----- ENTRIES SHOWN
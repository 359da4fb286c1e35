// Copyright (c) 2024-2026 Martin Schröder <info@swedishembedded.com>
//
// SPDX-License-Identifier: MIT
use async_trait::async_trait;
use serde_json::{json, Map, Value};
use tracing::debug;

use crate::runtime::{apply_file_update, instruction_implies_write, ToolRuntime};
use crate::tool::{Tool, ToolReply};

/// Full-content file write.  One implementation serves both wire names:
/// `write` takes `filePath`/`content`, `write_file` takes `path`/`contents`;
/// either spelling is accepted under either name.
pub struct WriteTool {
    name: &'static str,
    description: &'static str,
}

impl WriteTool {
    pub fn write() -> Self {
        Self {
            name: "write",
            description: "Write new contents to a file. Accepts absolute or repository-relative paths.",
        }
    }

    pub fn write_file() -> Self {
        Self {
            name: "write_file",
            description: "Write new contents to a file, replacing the existing text.",
        }
    }
}

#[async_trait]
impl Tool for WriteTool {
    fn name(&self) -> &str {
        self.name
    }

    fn description(&self) -> &str {
        self.description
    }

    fn parameters_schema(&self) -> Value {
        if self.name == "write" {
            json!({
                "type": "object",
                "properties": {
                    "filePath": {
                        "type": "string",
                        "description": "Absolute path to the file (or a path relative to the project root)"
                    },
                    "content": {
                        "type": "string",
                        "description": "Full replacement file contents"
                    }
                },
                "required": ["filePath", "content"]
            })
        } else {
            json!({
                "type": "object",
                "properties": {
                    "path": {"type": "string", "description": "Path to the file"},
                    "contents": {
                        "type": "string",
                        "description": "Full replacement file contents"
                    }
                },
                "required": ["path", "contents"]
            })
        }
    }

    fn requires_unlock(&self) -> bool {
        true
    }

    async fn execute(&self, rt: &ToolRuntime, args: &Map<String, Value>) -> ToolReply {
        let path_arg = args
            .get("filePath")
            .or_else(|| args.get("path"))
            .and_then(|v| v.as_str())
            .filter(|s| !s.is_empty());
        let contents = args
            .get("content")
            .or_else(|| args.get("contents"))
            .and_then(|v| v.as_str());
        let (Some(path_arg), Some(contents)) = (path_arg, contents) else {
            return ToolReply::text("error: missing file path or contents");
        };

        let auto_apply = instruction_implies_write(&rt.latest_instruction);
        let status = apply_file_update(path_arg, contents, rt, auto_apply).await;
        let mutated = status == "applied";
        debug!(tool = self.name, mutated, bytes = contents.len(), "write finished");
        ToolReply {
            text: status,
            mutated,
        }
    }
}

// ─── Unit tests ──────────────────────────────────────────────────────────────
----------
◆ WHAT IS NEEDED
In the entries above, copy each line that contains the string "WriteTool".

◆ EXERCISE OUTPUT
pub struct WriteTool {
impl WriteTool {
impl Tool for WriteTool {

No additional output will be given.